L'éditorial du Washington Post du 7 janvier dernier intitulé « Le temps n'est pas du côté de l'Ukraine»,1 met en évidence ce paradigme. Il a été coécrit par l'ancienne secrétaire d'Etat Condoleezza Rice (sous la présidence de George W. Bush) et le secrétaire à la défense Robert Gates (qui a servi sous Bush et Barack Obama).

Rice et Gates sont de solides guerriers froids qui s'enthousiasment pour la guerre de l'OTAN contre la Russie. Ils estiment toutefois que le président Biden devrait s'engager «plus résolument» en Ukraine.

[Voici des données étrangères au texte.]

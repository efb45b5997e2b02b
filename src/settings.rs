use std::path::PathBuf;

use serde::Deserialize;

use crate::engine::Engine;
use crate::error::Result;
use crate::grammar::Grammar;
use crate::lexer::SqlScanner;

/// Settings shared by the library entry points and the CLI.
///
/// Only `grammar`, `max_line_tokens` and `exclude` can come from a config
/// file; the rest are command-line switches.
#[derive(Debug, Clone, Deserialize)]
pub struct Settings {
    /// Rule table to use instead of the bundled one.
    #[serde(default)]
    pub grammar: Option<PathBuf>,

    /// Cap on tokens the built-in scanner emits per call.
    #[serde(default)]
    pub max_line_tokens: Option<usize>,

    /// Glob patterns to exclude.
    #[serde(default)]
    pub exclude: Vec<String>,

    #[serde(default)]
    pub verbose: bool,

    #[serde(default)]
    pub quiet: bool,

    /// Dump per-line tokens instead of statement summaries.
    #[serde(default)]
    pub tokens: bool,
}

impl Settings {
    /// SQL file extensions to process.
    pub fn sql_extensions(&self) -> &[&str] {
        &["sql", "bq", "ddl", "dml"]
    }

    pub fn load_grammar(&self) -> Result<Grammar> {
        match &self.grammar {
            Some(path) => Grammar::load(path),
            None => Grammar::builtin(),
        }
    }

    pub fn engine(&self) -> Result<Engine<SqlScanner>> {
        let scanner = match self.max_line_tokens {
            Some(limit) => SqlScanner::with_token_limit(limit),
            None => SqlScanner::new(),
        };
        Ok(Engine::new(scanner, self.load_grammar()?))
    }
}

impl Default for Settings {
    fn default() -> Self {
        Self {
            grammar: None,
            max_line_tokens: None,
            exclude: Vec::new(),
            verbose: false,
            quiet: false,
            tokens: false,
        }
    }
}
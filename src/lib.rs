pub mod api;
pub mod ast;
pub mod cache;
pub mod config;
pub mod engine;
pub mod error;
pub mod grammar;
pub mod lexer;
pub mod matcher;
pub mod report;
pub mod reparser;
pub mod rule;
pub mod scope;
pub mod settings;
pub mod splitter;
pub mod token;
pub mod tokenizer;

// Re-export the main public API
pub use api::{get_matching_paths, parse_string, run};
pub use ast::StatementAST;
pub use cache::{DocumentCache, Position, Range, TokenCache};
pub use config::load_config;
pub use engine::{Engine, FileMap};
pub use error::{Result, ScopeError};
pub use grammar::Grammar;
pub use lexer::{ScannerState, SqlScanner};
pub use reparser::{ChangeEvent, ContentChange};
pub use settings::Settings;
pub use tokenizer::ScopeTokenizer;
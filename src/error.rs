use thiserror::Error;

/// User-facing errors.
///
/// Grammar mismatches in user SQL are not errors: the matcher degrades
/// silently. Everything here is either a configuration problem or a broken
/// invariant in the tokenizer output.
#[derive(Error, Debug)]
pub enum ScopeError {
    #[error("sqlscope config error: {0}")]
    Config(String),

    #[error("sqlscope grammar error: {0}")]
    Grammar(String),

    #[error("sqlscope tokenizer error on line {line}: {message}")]
    Tokenizer { line: usize, message: String },

    #[error("sqlscope unknown document: {0}")]
    UnknownDocument(String),

    #[error("IO error: {0}")]
    Io(#[from] std::io::Error),

    #[error("TOML parse error: {0}")]
    Toml(#[from] toml::de::Error),
}

pub type Result<T> = std::result::Result<T, ScopeError>;
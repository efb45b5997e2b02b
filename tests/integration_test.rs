use std::sync::Once;

use pretty_assertions::assert_eq;
use sqlscope::ast::{
    Ast, Column, Comparison, ComparisonOperator, FromSource, JoinType, LogicalOperator, Operand,
    OrderDirection, StatementType,
};
use sqlscope::{ChangeEvent, ContentChange, Engine, FileMap, Position, StatementAST, TokenCache};

static INIT: Once = Once::new();

fn init_tracing() {
    INIT.call_once(|| {
        tracing_subscriber::fmt()
            .with_env_filter(tracing_subscriber::EnvFilter::from_default_env())
            .with_test_writer()
            .init();
    });
}

fn parse(text: &str) -> FileMap {
    init_tracing();
    Engine::builtin().unwrap().parse_text(text).unwrap()
}

fn first(text: &str) -> StatementAST {
    parse(text).get(0).cloned().unwrap()
}

#[test]
fn test_qualified_column_and_aliased_table() {
    let statement = first("SELECT a.col1 FROM ds.tbl AS t;");
    assert_eq!(statement.kind, StatementType::Select);
    assert_eq!(statement.columns.len(), 1);
    let column = statement.columns[0].as_column().unwrap();
    assert_eq!(column.source.as_deref(), Some("a"));
    assert_eq!(column.column, "col1");

    let from = statement.from.as_ref().and_then(FromSource::as_object).unwrap();
    assert_eq!(from.object.as_deref(), Some("tbl"));
    assert_eq!(from.dataset.as_deref(), Some("ds"));
    assert_eq!(from.project, None);
    assert_eq!(from.alias.as_deref(), Some("t"));
}

#[test]
fn test_subquery_in_from_is_a_statement() {
    let statement = first("SELECT 1 FROM (SELECT 2) x;");
    let nested = statement.from.as_ref().and_then(FromSource::as_statement).unwrap();
    assert_eq!(nested.kind, StatementType::Select);
    assert_eq!(nested.alias.as_deref(), Some("x"));
    assert_eq!(statement.from.as_ref().and_then(FromSource::alias), Some("x"));
}

#[test]
fn test_project_dataset_object() {
    let statement = first("select * from `my-proj.sales.orders` o");
    let from = statement.target().unwrap();
    assert_eq!(from.project.as_deref(), Some("my-proj"));
    assert_eq!(from.dataset.as_deref(), Some("sales"));
    assert_eq!(from.object.as_deref(), Some("orders"));
    assert_eq!(from.alias.as_deref(), Some("o"));
}

#[test]
fn test_statements_are_indexed_in_order() {
    let map = parse("select 1;\ninsert into ds.t (a) select 1;\ndelete from ds.t where a = 1;\n");
    let kinds: Vec<StatementType> = map.statements().map(|s| s.kind).collect();
    assert_eq!(
        kinds,
        vec![StatementType::Select, StatementType::Insert, StatementType::Delete]
    );
    let lines: Vec<Option<usize>> = map.statements().map(|s| s.line()).collect();
    assert_eq!(lines, vec![Some(0), Some(1), Some(2)]);
}

#[test]
fn test_multi_line_statement_spans() {
    let statement = first("select\n  a,\n  b\nfrom t\nwhere a > 1");
    let span = statement.span().unwrap();
    assert_eq!((span.start_line, span.end_line), (0, 4));
    let lines: Vec<Option<usize>> = statement.columns.iter().map(|c| c.line()).collect();
    assert_eq!(lines, vec![Some(1), Some(2)]);
}

#[test]
fn test_joins_and_conditions() {
    let statement = first(
        "select o.id, c.name\n\
         from ds.orders o\n\
         inner join ds.customers c on o.customer_id = c.id\n\
         left outer join ds.flags f on f.id = o.id\n\
         where o.total >= 10 or c.name = 'a'",
    );
    assert_eq!(statement.joins.len(), 2);
    assert_eq!(statement.joins[0].kind, JoinType::Inner);
    assert_eq!(statement.joins[1].kind, JoinType::Left);

    let customers = statement.joins[0].source.as_ref().and_then(FromSource::as_object).unwrap();
    assert_eq!(customers.qualified_name(), "ds.customers");
    let on = statement.joins[0].on.as_ref().unwrap();
    assert_eq!(on.leaves()[0].operator, Some(ComparisonOperator::Equal));

    let flags = statement.joins[1].source.as_ref().and_then(FromSource::as_object).unwrap();
    assert_eq!(flags.alias.as_deref(), Some("f"));

    let filter = statement.where_clause.as_ref().unwrap();
    let leaves = filter.leaves();
    assert_eq!(leaves[0].operator, Some(ComparisonOperator::GreaterOrEqual));
    assert_eq!(leaves[1].logical_operator, Some(LogicalOperator::Or));
    assert_eq!(leaves[1].operator, Some(ComparisonOperator::Equal));
}

#[test]
fn test_leading_boolean_group() {
    let statement = first("select a from t where (a = 1 or b = 2) and c = 3");
    let filter = statement.where_clause.unwrap();
    let Comparison::Group(group) = &filter.comparisons[0] else {
        panic!("expected a parenthesised group");
    };
    assert_eq!(group.leaves().len(), 2);
    assert_eq!(filter.comparisons[1].logical_operator(), Some(LogicalOperator::And));
}

#[test]
fn test_in_list_operand() {
    let statement = first("select a from t where a not in (1, 2, 3)");
    let leaf = statement.where_clause.as_ref().unwrap().leaves()[0].clone();
    assert_eq!(leaf.operator, Some(ComparisonOperator::NotIn));
    let Some(Operand::Array(values)) = leaf.right else {
        panic!("expected value list");
    };
    assert_eq!(values.values.len(), 3);
}

#[test]
fn test_window_function_and_order() {
    let statement = first(
        "select sum(x) over (partition by a, b order by c desc, d) as rn\nfrom t\norder by rn desc\nlimit 5",
    );
    let function = statement.columns[0].as_function().unwrap();
    assert_eq!(function.function, "sum");
    assert_eq!(function.alias.as_deref(), Some("rn"));
    let window = function.over.as_ref().unwrap();
    assert_eq!(window.partition.len(), 2);
    let directions: Vec<OrderDirection> = window.order.iter().map(|o| o.direction).collect();
    assert_eq!(directions, vec![OrderDirection::Desc, OrderDirection::Asc]);

    assert_eq!(statement.order_by[0].direction, OrderDirection::Desc);
    assert_eq!(statement.limit, Some(5));
}

#[test]
fn test_case_with_nested_function() {
    let statement = first("select case when a = 1 then upper(x) else null end s from t");
    let Column::Case(case) = &statement.columns[0] else {
        panic!("expected case");
    };
    assert!(case.subject.is_none());
    assert_eq!(case.whens.len(), 1);
    let then = case.whens[0].then.as_deref().unwrap();
    assert_eq!(then.as_function().map(|f| f.function.as_str()), Some("upper"));
    assert_eq!(case.alias.as_deref(), Some("s"));
}

#[test]
fn test_common_table_expressions() {
    let statement = first(
        "with base as (\n  select id from ds.events\n), agg as (select id from base)\nselect id from agg",
    );
    assert_eq!(statement.with.len(), 2);
    assert_eq!(statement.with[0].name, "base");
    assert_eq!(
        statement.with[0].statement.target().map(|o| o.qualified_name()),
        Some("ds.events".to_string())
    );
    assert_eq!(statement.target().and_then(|o| o.object.as_deref()), Some("agg"));
}

#[test]
fn test_invalid_sql_degrades_silently() {
    let map = parse("select from where ;;; select a b c d from");
    assert_eq!(map.len(), 2);
    assert_eq!(map.get(1).unwrap().kind, StatementType::Select);
}

#[test]
fn test_comments_and_block_comments_are_ignored() {
    let statement = first("select a -- first\n, /* second\n spans */ b\nfrom t # trailing");
    assert_eq!(statement.columns.len(), 2);
    assert!(statement.target().is_some());
}

#[test]
fn test_edit_then_parse_matches_fresh_parse() {
    init_tracing();
    let engine = Engine::builtin().unwrap();
    let mut store = TokenCache::new();
    engine
        .parse(&mut store, "doc", "select a\nfrom t;\nselect b from u;")
        .unwrap();

    let event = ChangeEvent {
        uri: "doc".into(),
        changes: vec![
            ContentChange::replace(Position::new(0, 7), Position::new(0, 8), "x, y"),
            ContentChange::insert(Position::new(2, 0), "-- note\n"),
        ],
    };
    let edited = engine.parse_change(&mut store, &event).unwrap();
    let text = store.get("doc").unwrap().text(None);
    assert_eq!(text, "select x, y\nfrom t;\n-- note\nselect b from u;");
    assert_eq!(edited, engine.parse_text(&text).unwrap());
    assert_eq!(edited.get(0).unwrap().columns.len(), 2);
    assert_eq!(edited.get(1).unwrap().line(), Some(3));

    assert!(store.close("doc").is_some());
    assert!(store.is_empty());
}

#[test]
fn test_parsing_is_idempotent() {
    let text = "with x as (select a from ds.t) select a, count(*) from x where a in (1, 2) group by a;";
    assert_eq!(parse(text), parse(text));
}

L'éditorial évoque les deux guerres mondiales qui ont marqué l'ascension des Etats-Unis en tant que puissance mondiale et avertit que l'« ordre fondé sur des règles » dirigé par les Etats-Unis depuis 1990 - mot de code pour l'hégémonie mondiale des Etats-Unis - est en péril si Biden échoue en Ukraine.

Rice et Gates reconnaissent indirectement que la Russie est en train de gagner, contrairement au récit triomphaliste occidental prévalant jusqu'à présent. Manifestement, l'offensive russe attendue leur met les nerfs à rude épreuve.

De même, l'éditorial s'inscrit dans le contexte de la politique américaine. L'impasse dans laquelle se trouve le président de la Chambre des représentants et son dénouement dramatique dans une lutte politique acharnée entre républicains laissent présager un dysfonctionnement du Congrès d'ici aux élections de 2024.2

Kevin McCarthy, qui a le soutien de l'ancien président Donald Trump, a finalement gagné mais seulement après avoir fait une série de concessions à l'aile populiste des républicains, ce qui a affaibli son autorité. L'agence AP a rapporté :3
« Des doigts ont été pointés, des mots échangés et la violence apparemment juste évitée. [...] C'était la fin d'une impasse amère qui avait montré les forces et la fragilité de la démocratie américaine. »
Un haut responsable politique du Kremlin s'est déjà exprimé à ce sujet.4 McCarthy lui-même, dans sa déclaration après son élection en tant que nouveau président de la Chambre des représentants, a énuméré parmi ses priorités l'engagement en faveur d'une économie forte, la lutte contre l'immigration illégale par la frontière mexicaine et la concurrence avec la Chine, mais a omis toute référence à la situation en Ukraine ou à la fourniture de fonds à Kiev.

En effet, plus tôt en novembre, il avait affirmé que les républicains à la Chambre s'opposeraient à une aide financière illimitée et injustifiée à l'Ukraine.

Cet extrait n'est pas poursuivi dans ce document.